The effect of a myocardial infarction on the normalized time-varying elastance curve.

It has been suggested that the shape of the normalized time-varying elastance curve [E(n)(t(n))] is conserved in different cardiac pathologies. We hypothesize, however, that the E(n)(t(n)) differs quantitatively after myocardial infarction (MI). Sprague-Dawley rats (n = 9) were anesthetized, and the left anterior descending coronary artery was ligated to provoke the MI. A sham-operated control group (CTRL) (n = 10) was treated without the MI. Two months later, a conductance catheter was inserted into the left ventricle (LV). The LV pressure and volume were measured and the E(n)(t(n)) derived. Slopes of E(n)(t(n)) during the preejection period (alpha(PEP)), ejection period (alpha(EP)), and their ratio (beta = alpha(EP)/alpha(PEP)) were calculated, together with the characteristic decay time during isovolumic relaxation (tau) and the normalized elastance at end diastole (E(min)(n)). MI provoked significant LV chamber dilatation, thus a loss in cardiac output (-33%), ejection fraction (-40%), and stroke volume (-30%) (P < 0.05). Also, it caused significant calcium increase (17-fold), fibrosis (2-fold), and LV hypertrophy. End-systolic elastance dropped from 0.66 +/- 0.31 mmHg/microl (CTRL) to 0.34 +/- 0.11 mmHg/microl (MI) (P < 0.05).
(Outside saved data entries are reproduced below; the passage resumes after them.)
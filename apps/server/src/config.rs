//! Server configuration.
//!
//! Supports loading from YAML files with environment variable overrides.

use std::path::{Path, PathBuf};

use anyhow::{Context, Result};
use serde::Deserialize;

/// Server configuration loaded from YAML with environment overrides.
#[derive(Debug, Deserialize)]
#[serde(default)]
pub struct ServerConfig {
    /// Port for the HTTP + WebSocket server.
    /// Override: `CHORUS_LISTEN_PORT`
    pub listen_port: u16,

    /// URL the OAuth callback redirects back to.
    /// Override: `CHORUS_FRONTEND_URL`
    pub frontend_url: String,

    /// Reconciliation tick period in milliseconds.
    /// Override: `CHORUS_POLL_INTERVAL_MS`
    pub poll_interval_ms: u64,

    /// Stale session threshold in milliseconds.
    /// Override: `CHORUS_HEARTBEAT_TIMEOUT_MS`
    pub heartbeat_timeout_ms: u64,

    /// Emails permitted to take master control.
    /// Override: `CHORUS_CONTROL_ALLOWLIST` (comma-separated)
    pub control_allowlist: Vec<String>,

    /// Seed playlist for the fallback queue.
    /// Override: `CHORUS_FALLBACK_PLAYLIST`
    pub fallback_playlist: String,

    /// Directory for persistent state (queue, sessions, history).
    /// Override: `CHORUS_DATA_DIR`
    pub data_dir: Option<PathBuf>,

    /// Provider OAuth client id.
    /// Override: `CHORUS_SPOTIFY_CLIENT_ID`
    pub spotify_client_id: String,

    /// Provider OAuth client secret.
    /// Override: `CHORUS_SPOTIFY_CLIENT_SECRET`
    pub spotify_client_secret: String,

    /// Provider OAuth redirect URI (this server's `/callback` route).
    /// Override: `CHORUS_SPOTIFY_REDIRECT_URI`
    pub spotify_redirect_uri: String,

    /// Verbose reconciliation logging.
    /// Override: `CHORUS_DEBUG`
    pub debug: bool,
}

impl Default for ServerConfig {
    fn default() -> Self {
        let core = chorus_core::Config::default();
        Self {
            listen_port: core.listen_port,
            frontend_url: core.frontend_url,
            poll_interval_ms: core.poll_interval_ms,
            heartbeat_timeout_ms: core.heartbeat_timeout_ms,
            control_allowlist: Vec::new(),
            fallback_playlist: core.fallback_playlist,
            data_dir: None,
            spotify_client_id: String::new(),
            spotify_client_secret: String::new(),
            spotify_redirect_uri: String::new(),
            debug: false,
        }
    }
}

impl ServerConfig {
    /// Loads configuration from a YAML file, then applies environment overrides.
    pub fn load(path: Option<&Path>) -> Result<Self> {
        let mut config = if let Some(path) = path {
            let content = std::fs::read_to_string(path)
                .with_context(|| format!("Failed to read config file: {}", path.display()))?;
            serde_yaml::from_str(&content)
                .with_context(|| format!("Failed to parse config file: {}", path.display()))?
        } else {
            Self::default()
        };

        config.apply_env_overrides();
        Ok(config)
    }

    /// Applies environment variable overrides to the configuration.
    fn apply_env_overrides(&mut self) {
        if let Ok(val) = std::env::var("CHORUS_LISTEN_PORT") {
            if let Ok(port) = val.parse() {
                self.listen_port = port;
            }
        }

        if let Ok(val) = std::env::var("CHORUS_FRONTEND_URL") {
            self.frontend_url = val;
        }

        if let Ok(val) = std::env::var("CHORUS_POLL_INTERVAL_MS") {
            if let Ok(interval) = val.parse() {
                self.poll_interval_ms = interval;
            }
        }

        if let Ok(val) = std::env::var("CHORUS_HEARTBEAT_TIMEOUT_MS") {
            if let Ok(timeout) = val.parse() {
                self.heartbeat_timeout_ms = timeout;
            }
        }

        if let Ok(val) = std::env::var("CHORUS_CONTROL_ALLOWLIST") {
            self.control_allowlist = val
                .split(',')
                .map(str::trim)
                .filter(|s| !s.is_empty())
                .map(String::from)
                .collect();
        }

        if let Ok(val) = std::env::var("CHORUS_FALLBACK_PLAYLIST") {
            self.fallback_playlist = val;
        }

        if let Ok(val) = std::env::var("CHORUS_SPOTIFY_CLIENT_ID") {
            self.spotify_client_id = val;
        }

        if let Ok(val) = std::env::var("CHORUS_SPOTIFY_CLIENT_SECRET") {
            self.spotify_client_secret = val;
        }

        if let Ok(val) = std::env::var("CHORUS_SPOTIFY_REDIRECT_URI") {
            self.spotify_redirect_uri = val;
        }

        if let Ok(val) = std::env::var("CHORUS_DEBUG") {
            self.debug = matches!(val.as_str(), "1" | "true" | "yes");
        }

        // Note: CHORUS_DATA_DIR is handled by clap via #[arg(env = ...)] in main.rs
    }

    /// Converts to chorus-core's Config type.
    pub fn to_core_config(&self) -> chorus_core::Config {
        chorus_core::Config {
            listen_port: self.listen_port,
            frontend_url: self.frontend_url.clone(),
            poll_interval_ms: self.poll_interval_ms,
            heartbeat_timeout_ms: self.heartbeat_timeout_ms,
            control_allowlist: self.control_allowlist.clone(),
            fallback_playlist: self.fallback_playlist.clone(),
            data_dir: self.data_dir.clone(),
            spotify: chorus_core::SpotifyConfig {
                client_id: self.spotify_client_id.clone(),
                client_secret: self.spotify_client_secret.clone(),
                redirect_uri: self.spotify_redirect_uri.clone(),
            },
            debug: self.debug,
        }
    }
}
//! High-level provider client implementation.
//!
//! `SpotifyClientImpl` is the concrete implementation of the
//! [`SpotifyApi`] trait. The actual request logic is split across
//! focused submodules:
//!
//! - `api` - REST transport, status mapping, wire parsing
//! - `auth` - OAuth grants
//! - `retry` - backoff for transient metadata failures
//! - `parse` - share URL / URI / bare id parsing

use async_trait::async_trait;
use rand::seq::SliceRandom;
use rand::thread_rng;
use reqwest::Client;

use super::api::{self, SpotifyResult};
use super::auth;
use super::retry::with_retry;
use super::traits::SpotifyApi;
use super::types::{PlaybackSnapshot, PlaylistInfo, TokenGrant, TrackInfo, UserProfile};
use crate::state::SpotifyConfig;

/// Concrete implementation of the provider gateway.
pub struct SpotifyClientImpl {
    /// Shared HTTP client for connection pooling.
    client: Client,
    /// OAuth application credentials (needed for token refresh).
    config: SpotifyConfig,
}

impl std::fmt::Debug for SpotifyClientImpl {
    fn fmt(&self, f: &mut std::fmt::Formatter<'_>) -> std::fmt::Result {
        f.debug_struct("SpotifyClientImpl")
            .field("client_id", &self.config.client_id)
            .finish()
    }
}

impl SpotifyClientImpl {
    /// Creates a new client over the given HTTP client.
    #[must_use]
    pub fn new(client: Client, config: SpotifyConfig) -> Self {
        Self { client, config }
    }
}

#[async_trait]
impl SpotifyApi for SpotifyClientImpl {
    async fn track_info(&self, token: &str, id: &str) -> SpotifyResult<TrackInfo> {
        with_retry("track_info", || api::fetch_track(&self.client, token, id)).await
    }

    async fn playlist_info(&self, token: &str, id: &str) -> SpotifyResult<PlaylistInfo> {
        with_retry("playlist_info", || {
            api::fetch_playlist(&self.client, token, id)
        })
        .await
    }

    async fn playlist_tracks(&self, token: &str, id: &str) -> SpotifyResult<Vec<TrackInfo>> {
        with_retry("playlist_tracks", || {
            api::fetch_playlist_tracks(&self.client, token, id)
        })
        .await
    }

    async fn play(
        &self,
        token: &str,
        uris: &[String],
        position_ms: Option<u64>,
    ) -> SpotifyResult<()> {
        api::player_play(&self.client, token, uris, position_ms).await
    }

    async fn pause(&self, token: &str) -> SpotifyResult<()> {
        api::player_pause(&self.client, token).await
    }

    async fn current_playback(&self, token: &str) -> SpotifyResult<Option<PlaybackSnapshot>> {
        api::fetch_current_playback(&self.client, token).await
    }

    async fn refresh(&self, refresh_token: &str) -> SpotifyResult<TokenGrant> {
        auth::refresh_grant(&self.client, &self.config, refresh_token).await
    }

    async fn random_liked(&self, token: &str, count: usize) -> SpotifyResult<Vec<TrackInfo>> {
        let mut liked =
            with_retry("random_liked", || api::fetch_recent_liked(&self.client, token)).await?;

        let mut rng = thread_rng();
        liked.shuffle(&mut rng);
        liked.truncate(count);
        Ok(liked)
    }

    async fn me(&self, token: &str) -> SpotifyResult<UserProfile> {
        with_retry("me", || api::fetch_me(&self.client, token)).await
    }
}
Normalized elastance was significantly reduced in the MI group during the preejection, ejection, and diastolic periods (P < 0.05). The slope of E(n)(t(n)) during the alpha(PEP) and beta were significantly altered after MI (P < 0.05). Furthermore, tau and end-diastolic E(min)(n) were both significantly augmented in the MI group. We conclude that the E(n)(t(n)) differs quantitatively in all phases of the heart cycle, between normal and hearts post-MI. This should be considered when utilizing the single-beat concept.